- **WORK INSTRUCTIONS**
Exact reproduction of all the data is needed.

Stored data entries
******

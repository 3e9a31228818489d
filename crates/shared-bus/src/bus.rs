//! # In-Memory Bus
//!
//! One broadcast channel per topic. Confirmation notices never share a
//! buffer with lifecycle events, so a burst of lifecycle traffic cannot push
//! a notice out from under a waiting watcher.

use crate::events::{EventFilter, EventTopic, LedgerEvent};
use crate::subscription::Subscription;
use crate::DEFAULT_CHANNEL_CAPACITY;
use async_trait::async_trait;
use tokio::sync::broadcast;
use tracing::{debug, trace};

/// Publishing side of the bus.
#[async_trait]
pub trait EventPublisher: Send + Sync {
    /// Publish `event`, returning how many receivers it reached.
    async fn publish(&self, event: LedgerEvent) -> usize;
}

/// Process-local bus backed by `tokio::sync::broadcast`.
pub struct InMemoryEventBus {
    notices: broadcast::Sender<LedgerEvent>,
    commits: broadcast::Sender<LedgerEvent>,
}

impl InMemoryEventBus {
    #[must_use]
    pub fn new() -> Self {
        let (notices, _) = broadcast::channel(DEFAULT_CHANNEL_CAPACITY);
        let (commits, _) = broadcast::channel(DEFAULT_CHANNEL_CAPACITY);
        Self { notices, commits }
    }

    /// Subscribe to events matching `filter`.
    ///
    /// Only the channels the filter's topics cover are joined.
    #[must_use]
    pub fn subscribe(&self, filter: EventFilter) -> Subscription {
        let notices = filter
            .wants(EventTopic::Confirmation)
            .then(|| self.notices.subscribe());
        let commits = filter
            .wants(EventTopic::CommitLifecycle)
            .then(|| self.commits.subscribe());

        debug!(
            topics = ?filter.topics,
            references = filter.references.len(),
            "Subscription created"
        );
        Subscription::new(filter, notices, commits)
    }

    /// Live receivers on `topic`'s channel. `All` sums both channels.
    #[must_use]
    pub fn subscriber_count(&self, topic: EventTopic) -> usize {
        match topic {
            EventTopic::Confirmation => self.notices.receiver_count(),
            EventTopic::CommitLifecycle => self.commits.receiver_count(),
            EventTopic::All => self.notices.receiver_count() + self.commits.receiver_count(),
        }
    }

    fn sender_for(&self, topic: EventTopic) -> &broadcast::Sender<LedgerEvent> {
        match topic {
            EventTopic::Confirmation => &self.notices,
            EventTopic::CommitLifecycle | EventTopic::All => &self.commits,
        }
    }
}

impl Default for InMemoryEventBus {
    fn default() -> Self {
        Self::new()
    }
}

#[async_trait]
impl EventPublisher for InMemoryEventBus {
    async fn publish(&self, event: LedgerEvent) -> usize {
        let topic = event.topic();
        match self.sender_for(topic).send(event) {
            Ok(receivers) => {
                debug!(?topic, receivers, "Event published");
                receivers
            }
            Err(_) => {
                // Lifecycle events are routinely published with nobody listening.
                trace!(?topic, "Event dropped (no receivers)");
                0
            }
        }
    }
}
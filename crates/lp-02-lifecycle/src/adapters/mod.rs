//! Time source adapters
//!
//! - `SystemTimeSource`: reads `SystemTime`
//! - `FixedTimeSource`: a settable instant, for callers that drive time
//!   themselves

use crate::ports::outbound::TimeSource;
use shared_types::Timestamp;
use std::sync::atomic::{AtomicU64, Ordering};
use std::time::{SystemTime, UNIX_EPOCH};

/// Production time source backed by the system clock.
#[derive(Debug, Clone, Copy, Default)]
pub struct SystemTimeSource;

impl TimeSource for SystemTimeSource {
    fn now(&self) -> Timestamp {
        let since_epoch = SystemTime::now()
            .duration_since(UNIX_EPOCH)
            .unwrap_or_default();
        Timestamp::from_millis(u64::try_from(since_epoch.as_millis()).unwrap_or(u64::MAX))
    }
}

/// Time source that reports whatever it was last set to.
#[derive(Debug, Default)]
pub struct FixedTimeSource {
    millis: AtomicU64,
}

impl FixedTimeSource {
    pub fn new(now: Timestamp) -> Self {
        Self {
            millis: AtomicU64::new(now.as_millis()),
        }
    }

    pub fn set(&self, now: Timestamp) {
        self.millis.store(now.as_millis(), Ordering::SeqCst);
    }
}

impl TimeSource for FixedTimeSource {
    fn now(&self) -> Timestamp {
        Timestamp::from_millis(self.millis.load(Ordering::SeqCst))
    }
}
use std::fmt;

use chrono::{DateTime, Duration, Utc};

use crate::domain::entities::query::{QueryParams, SortDirection};
use crate::domain::entities::record::{Record, SortColumn, SortKey};

#[derive(Debug, Clone, Copy, PartialEq, Eq, Hash)]
pub enum AuditResult {
    Success,
    Fail,
}

impl AuditResult {
    pub fn name(self) -> &'static str {
        match self {
            AuditResult::Success => "SUCCESS",
            AuditResult::Fail => "FAIL",
        }
    }

    pub fn parse(text: &str) -> Option<Self> {
        match text.trim().to_uppercase().as_str() {
            "SUCCESS" | "OK" => Some(AuditResult::Success),
            "FAIL" | "FAILED" => Some(AuditResult::Fail),
            _ => None,
        }
    }
}

impl fmt::Display for AuditResult {
    fn fmt(&self, f: &mut fmt::Formatter<'_>) -> fmt::Result {
        f.pad(self.name())
    }
}

#[derive(Debug, Clone, PartialEq, Eq)]
pub struct AuditEntry {
    pub id: String,
    pub timestamp: DateTime<Utc>,
    pub actor: String,
    pub action: String,
    pub target: String,
    pub result: AuditResult,
    pub ip: String,
    pub device: String,
    pub session: String,
}

impl AuditEntry {
    pub fn time_text(&self) -> String {
        self.timestamp.format("%b %-d, %H:%M").to_string()
    }

    /// Within the 24 hours before `now`. Entries stamped after `now` don't count.
    pub fn is_today(&self, now: DateTime<Utc>) -> bool {
        let age = now.signed_duration_since(self.timestamp);
        age >= Duration::zero() && age < Duration::hours(24)
    }
}

#[derive(Debug, Clone, Copy, PartialEq, Eq, Hash)]
pub enum AuditColumn {
    Time,
    Actor,
    Action,
    Target,
    Result,
}

impl SortColumn for AuditColumn {
    const ALL: &'static [Self] = &[
        AuditColumn::Time,
        AuditColumn::Actor,
        AuditColumn::Action,
        AuditColumn::Target,
        AuditColumn::Result,
    ];

    fn name(self) -> &'static str {
        match self {
            AuditColumn::Time => "time",
            AuditColumn::Actor => "actor",
            AuditColumn::Action => "action",
            AuditColumn::Target => "target",
            AuditColumn::Result => "result",
        }
    }
}

impl Record for AuditEntry {
    type Column = AuditColumn;
    type Category = AuditResult;

    fn id(&self) -> &str {
        &self.id
    }

    fn search_fields(&self) -> Vec<&str> {
        vec![
            self.actor.as_str(),
            self.action.as_str(),
            self.target.as_str(),
            self.result.name(),
        ]
    }

    fn category(&self) -> AuditResult {
        self.result
    }

    fn sort_key(&self, column: AuditColumn) -> SortKey {
        match column {
            AuditColumn::Time => SortKey::Number(self.timestamp.timestamp_millis()),
            AuditColumn::Actor => SortKey::folded(&self.actor),
            AuditColumn::Action => SortKey::folded(&self.action),
            AuditColumn::Target => SortKey::folded(&self.target),
            AuditColumn::Result => SortKey::Text(self.result.name().to_string()),
        }
    }

    // newest first
    fn default_query() -> QueryParams<AuditColumn, AuditResult> {
        QueryParams::new(AuditColumn::Time, SortDirection::Desc)
    }
}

******

- **RESPONSE BOX**
repository 3e9a31228818489d
filename crates/shared-bus/src/bus.rs
//! # In-Memory Bus
//!
//! One broadcast channel per topic. Confirmation notices never share a
//! buffer with lifecycle events, so a burst of lifecycle traffic cannot push
//! a notice out from under a waiting watcher.

use crate::events::{EventFilter, EventTopic, LedgerEvent};
use crate::subscription::Subscription;
use crate::DEFAULT_CHANNEL_CAPACITY;
use async_trait::async_trait;
use tokio::sync::broadcast;
use tracing::{debug, trace};

/// Publishing side of the bus.
#[async_trait]
pub trait EventPublisher: Send + Sync {
    /// Publish `event`, returning how many receivers it reached.
    async fn publish(&self, event: LedgerEvent) -> usize;
}

/// Process-local bus backed by `tokio::sync::broadcast`.
pub struct InMemoryEventBus {
    notices: broadcast::Sender<LedgerEvent>,
    commits: broadcast::Sender<LedgerEvent>,
}

impl InMemoryEventBus {
    #[must_use]
    pub fn new() -> Self {
        let (notices, _) = broadcast::channel(DEFAULT_CHANNEL_CAPACITY);
        let (commits, _) = broadcast::channel(DEFAULT_CHANNEL_CAPACITY);
        Self { notices, commits }
    }

    /// Subscribe to events matching `filter`.
    ///
    /// Only the channels the filter's topics cover are joined.
    #[must_use]
    pub fn subscribe(&self, filter: EventFilter) -> Subscription {
        let notices = filter
            .wants(EventTopic::Confirmation)
            .then(|| self.notices.subscribe());
        let commits = filter
            .wants(EventTopic::CommitLifecycle)
            .then(|| self.commits.subscribe());

        debug!(
            topics = ?filter.topics,
            references = filter.references.len(),
            "Subscription created"
        );
        Subscription::new(filter, notices, commits)
    }

    /// Live receivers on `topic`'s channel. `All` sums both channels.
    #[must_use]
    pub fn subscriber_count(&self, topic: EventTopic) -> usize {
        match topic {
            EventTopic::Confirmation => self.notices.receiver_count(),
            EventTopic::CommitLifecycle => self.commits.receiver_count(),
            EventTopic::All => self.notices.receiver_count() + self.commits.receiver_count(),
        }
    }

    fn sender_for(&self, topic: EventTopic) -> &broadcast::Sender<LedgerEvent> {
        match topic {
            EventTopic::Confirmation => &self.notices,
            EventTopic::CommitLifecycle | EventTopic::All => &self.commits,
        }
    }
}

impl Default for InMemoryEventBus {
    fn default() -> Self {
        Self::new()
    }
}

#[async_trait]
impl EventPublisher for InMemoryEventBus {
    async fn publish(&self, event: LedgerEvent) -> usize {
        let topic = event.topic();
        match self.sender_for(topic).send(event) {
            Ok(receivers) => {
                debug!(?topic, receivers, "Event published");
                receivers
            }
            Err(_) => {
                // Lifecycle events are routinely published with nobody listening.
                trace!(?topic, "Event dropped (no receivers)");
                0
            }
        }
    }
}
filename crates/lp-02-lifecycle/src/adapters/mod.rs
//! Time source adapters
//!
//! - `SystemTimeSource`: reads `SystemTime`
//! - `FixedTimeSource`: a settable instant, for callers that drive time
//!   themselves

use crate::ports::outbound::TimeSource;
use shared_types::Timestamp;
use std::sync::atomic::{AtomicU64, Ordering};
use std::time::{SystemTime, UNIX_EPOCH};

/// Production time source backed by the system clock.
#[derive(Debug, Clone, Copy, Default)]
pub struct SystemTimeSource;

impl TimeSource for SystemTimeSource {
    fn now(&self) -> Timestamp {
        let since_epoch = SystemTime::now()
            .duration_since(UNIX_EPOCH)
            .unwrap_or_default();
        Timestamp::from_millis(u64::try_from(since_epoch.as_millis()).unwrap_or(u64::MAX))
    }
}

/// Time source that reports whatever it was last set to.
#[derive(Debug, Default)]
pub struct FixedTimeSource {
    millis: AtomicU64,
}

impl FixedTimeSource {
    pub fn new(now: Timestamp) -> Self {
        Self {
            millis: AtomicU64::new(now.as_millis()),
        }
    }

    pub fn set(&self, now: Timestamp) {
        self.millis.store(now.as_millis(), Ordering::SeqCst);
    }
}

impl TimeSource for FixedTimeSource {
    fn now(&self) -> Timestamp {
        Timestamp::from_millis(self.millis.load(Ordering::SeqCst))
    }
}
use std::fmt;

use chrono::{DateTime, Duration, Utc};

use crate::domain::entities::query::{QueryParams, SortDirection};
use crate::domain::entities::record::{Record, SortColumn, SortKey};

#[derive(Debug, Clone, Copy, PartialEq, Eq, Hash)]
pub enum AuditResult {
    Success,
    Fail,
}

impl AuditResult {
    pub fn name(self) -> &'static str {
        match self {
            AuditResult::Success => "SUCCESS",
            AuditResult::Fail => "FAIL",
        }
    }

    pub fn parse(text: &str) -> Option<Self> {
        match text.trim().to_uppercase().as_str() {
            "SUCCESS" | "OK" => Some(AuditResult::Success),
            "FAIL" | "FAILED" => Some(AuditResult::Fail),
            _ => None,
        }
    }
}

impl fmt::Display for AuditResult {
    fn fmt(&self, f: &mut fmt::Formatter<'_>) -> fmt::Result {
        f.pad(self.name())
    }
}

#[derive(Debug, Clone, PartialEq, Eq)]
pub struct AuditEntry {
    pub id: String,
    pub timestamp: DateTime<Utc>,
    pub actor: String,
    pub action: String,
    pub target: String,
    pub result: AuditResult,
    pub ip: String,
    pub device: String,
    pub session: String,
}

impl AuditEntry {
    pub fn time_text(&self) -> String {
        self.timestamp.format("%b %-d, %H:%M").to_string()
    }

    /// Within the 24 hours before `now`. Entries stamped after `now` don't count.
    pub fn is_today(&self, now: DateTime<Utc>) -> bool {
        let age = now.signed_duration_since(self.timestamp);
        age >= Duration::zero() && age < Duration::hours(24)
    }
}

#[derive(Debug, Clone, Copy, PartialEq, Eq, Hash)]
pub enum AuditColumn {
    Time,
    Actor,
    Action,
    Target,
    Result,
}

impl SortColumn for AuditColumn {
    const ALL: &'static [Self] = &[
        AuditColumn::Time,
        AuditColumn::Actor,
        AuditColumn::Action,
        AuditColumn::Target,
        AuditColumn::Result,
    ];

    fn name(self) -> &'static str {
        match self {
            AuditColumn::Time => "time",
            AuditColumn::Actor => "actor",
            AuditColumn::Action => "action",
            AuditColumn::Target => "target",
            AuditColumn::Result => "result",
        }
    }
}

impl Record for AuditEntry {
    type Column = AuditColumn;
    type Category = AuditResult;

    fn id(&self) -> &str {
        &self.id
    }

    fn search_fields(&self) -> Vec<&str> {
        vec![
            self.actor.as_str(),
            self.action.as_str(),
            self.target.as_str(),
            self.result.name(),
        ]
    }

    fn category(&self) -> AuditResult {
        self.result
    }

    fn sort_key(&self, column: AuditColumn) -> SortKey {
        match column {
            AuditColumn::Time => SortKey::Number(self.timestamp.timestamp_millis()),
            AuditColumn::Actor => SortKey::folded(&self.actor),
            AuditColumn::Action => SortKey::folded(&self.action),
            AuditColumn::Target => SortKey::folded(&self.target),
            AuditColumn::Result => SortKey::Text(self.result.name().to_string()),
        }
    }

    // newest first
    fn default_query() -> QueryParams<AuditColumn, AuditResult> {
        QueryParams::new(AuditColumn::Time, SortDirection::Desc)
    }
}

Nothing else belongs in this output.